Standing ovations have become ubiquitous and routine, with the consequence of rendering them often meaningless, but for this exceptional performance, we all leapt to our feet. Once the applause had died down, Prager interviewed a number of the evening’s musicians, asking them who, if any, had been forced by their parents to play an instrument or if they had begged for the opportunity (it was mostly the latter).
He then gave the audience a fascinating demonstration of how the various sections of the orchestra complement each other. Choosing an especially exuberant passage from the fourth movement of the Haydn, he asked the cellos and basses to play it once by themselves as he conducted and then beckoned the high strings to join them. Next, he had the winds play the passage alone, followed by everyone but the winds. Having highlighted the composer’s building blocks, he reiterated his admiration for Haydn’s genius and then reunited all the sections for one last rousing rendition. A professional conductor friend of mine later said to me that he was going to steal the idea, and he praised Prager’s confident leadership.
The intermission bore an agreeable feeling of contentment and informality. I noticed Prager chatting amiably with members of the audience in the first few rows of the hall, and those seated around me were engaged in lively conversation with their neighbors. The elderly Russian mother and her son to my left were avid Prager fans and eager to discuss what we had just seen. She proudly informed me she was headed to the Hollywood Bowl the very next night “to hear the LA Phil play Gershwin!”

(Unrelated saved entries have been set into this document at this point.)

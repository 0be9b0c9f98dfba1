use std::time::Duration;

use serde::{Deserialize, Serialize};

pub const API_URL_ENV: &str = "CHATDESK_API_URL";
pub const BUCKET_ENV: &str = "CHATDESK_BUCKET";

fn default_api_base_url() -> String {
    "http://localhost:3000".to_string()
}

fn default_user_bucket() -> String {
    "default".to_string()
}

fn default_stream_idle_timeout_secs() -> u64 {
    120
}

fn default_request_timeout_secs() -> u64 {
    30
}

fn default_deploy_poll_interval_ms() -> u64 {
    5_000
}

fn default_playback_step_delay_ms() -> u64 {
    1_000
}

fn default_temperature() -> f32 {
    1.0
}

fn default_recent_models_limit() -> usize {
    5
}

fn default_model_id() -> String {
    "gpt-4".to_string()
}

/// Static configuration of the core: backend location and timing knobs.
#[derive(Debug, Clone, PartialEq, Serialize, Deserialize)]
pub struct AppConfig {
    #[serde(default = "default_api_base_url")]
    pub api_base_url: String,
    /// Bucket of the signed-in user; own entities live under it.
    #[serde(default = "default_user_bucket")]
    pub user_bucket: String,
    #[serde(default = "default_stream_idle_timeout_secs")]
    pub stream_idle_timeout_secs: u64,
    #[serde(default = "default_request_timeout_secs")]
    pub request_timeout_secs: u64,
    #[serde(default = "default_deploy_poll_interval_ms")]
    pub deploy_poll_interval_ms: u64,
    /// Give up polling a deployment after this many attempts. Unlimited when unset.
    #[serde(default)]
    pub max_poll_attempts: Option<u32>,
    #[serde(default = "default_playback_step_delay_ms")]
    pub playback_step_delay_ms: u64,
    /// Sent when the model does not accept a temperature.
    #[serde(default = "default_temperature")]
    pub default_temperature: f32,
    #[serde(default = "default_recent_models_limit")]
    pub recent_models_limit: usize,
    #[serde(default = "default_model_id")]
    pub default_model_id: String,
}

impl AppConfig {
    pub fn new(api_base_url: impl Into<String>, user_bucket: impl Into<String>) -> Self {
        Self {
            api_base_url: api_base_url.into(),
            user_bucket: user_bucket.into(),
            ..Self::default()
        }
    }

    pub fn stream_idle_timeout(&self) -> Duration {
        Duration::from_secs(self.stream_idle_timeout_secs)
    }

    pub fn request_timeout(&self) -> Duration {
        Duration::from_secs(self.request_timeout_secs)
    }

    pub fn deploy_poll_interval(&self) -> Duration {
        Duration::from_millis(self.deploy_poll_interval_ms)
    }

    pub fn playback_step_delay(&self) -> Duration {
        Duration::from_millis(self.playback_step_delay_ms)
    }

    /// Apply `CHATDESK_API_URL` / `CHATDESK_BUCKET` style overrides from `lookup`.
    pub fn with_overrides(mut self, lookup: impl Fn(&str) -> Option<String>) -> Self {
        if let Some(url) = lookup(API_URL_ENV).filter(|v| !v.trim().is_empty()) {
            self.api_base_url = url;
        }
        if let Some(bucket) = lookup(BUCKET_ENV).filter(|v| !v.trim().is_empty()) {
            self.user_bucket = bucket;
        }
        self
    }

    pub fn with_env_overrides(self) -> Self {
        self.with_overrides(|key| std::env::var(key).ok())
    }
}

impl Default for AppConfig {
    fn default() -> Self {
        Self {
            api_base_url: default_api_base_url(),
            user_bucket: default_user_bucket(),
            stream_idle_timeout_secs: default_stream_idle_timeout_secs(),
            request_timeout_secs: default_request_timeout_secs(),
            deploy_poll_interval_ms: default_deploy_poll_interval_ms(),
            max_poll_attempts: None,
            playback_step_delay_ms: default_playback_step_delay_ms(),
            default_temperature: default_temperature(),
            recent_models_limit: default_recent_models_limit(),
            default_model_id: default_model_id(),
        }
    }
}

#[cfg(test)]
mod tests {
    use super::*;

    #[test]
    fn test_partial_json_uses_defaults() {
        let config: AppConfig = serde_json::from_str(r#"{"user_bucket":"abc"}"#).unwrap();
        assert_eq!(config.user_bucket, "abc");
        assert_eq!(config.stream_idle_timeout(), Duration::from_secs(120));
        assert_eq!(config.deploy_poll_interval(), Duration::from_secs(5));
        assert_eq!(config.playback_step_delay(), Duration::from_secs(1));
        assert_eq!(config.max_poll_attempts, None);
    }

    #[test]
    fn test_overrides_replace_non_empty_values() {
        let config = AppConfig::default().with_overrides(|key| match key {
            API_URL_ENV => Some("https://chat.example.com".into()),
            BUCKET_ENV => Some("  ".into()),
            _ => None,
        });
        assert_eq!(config.api_base_url, "https://chat.example.com");
        assert_eq!(config.user_bucket, "default");
    }
}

As pleasurable as the concert had been to that point, the political controversy was not entirely forgotten. I was asked by the young couple to my right if the musicians who had left the stage after the Mozart and before the Haydn were protesting Prager. I assured them that was not the case: The Haydn merely called for a smaller group, and this “changing of the guard” happens in many concerts. They were glad to hear it.
After the bells rang in the lobby and the audience had retaken their seats, Lamell returned to the stage and, just in case anyone thought the real show was over, assured the crowd that Dennis Prager would be back. They then dove headfirst into the iconic four-note opening of what is arguably the world’s most well-known composition, Symphony No. 5 in C minor, by Ludwig van Beethoven. The orchestra soared through this extraordinary work of genius.
At the conclusion of the Beethoven, Lamell, as promised, asked Prager to return to the stage, but as he did so, he pulled out a violin bow and a saw (yes, the kind you buy at the hardware store). At the same time he encouraged Prager to strap on an accordion that was brought out for him. Lamell confessed that this was his last-minute idea and that Prager was good-natured about it. It turns out that accordion was Prager’s first instrument, and he lamented that prior to this he had not played one for 15 years. That didn’t keep the pair from launching into a folksy and endearing rendition of “America the Beautiful,” the accordion’s wheezy chords filling the hall and the saw whistling like a theremin.
The second time around, the orchestra joined in and the audience was encouraged to sing along. As we sang the familiar lyrics, what had been a light-hearted mood turned poignant, and many found themselves wiping away tears. Few could miss the irony that a music event some felt was so divisive it must be boycotted had the audience singing “and crown thy good with brotherhood from sea to shining sea.” This was followed by another extended and heartfelt standing ovation, all of us sporting ear-to-ear grins.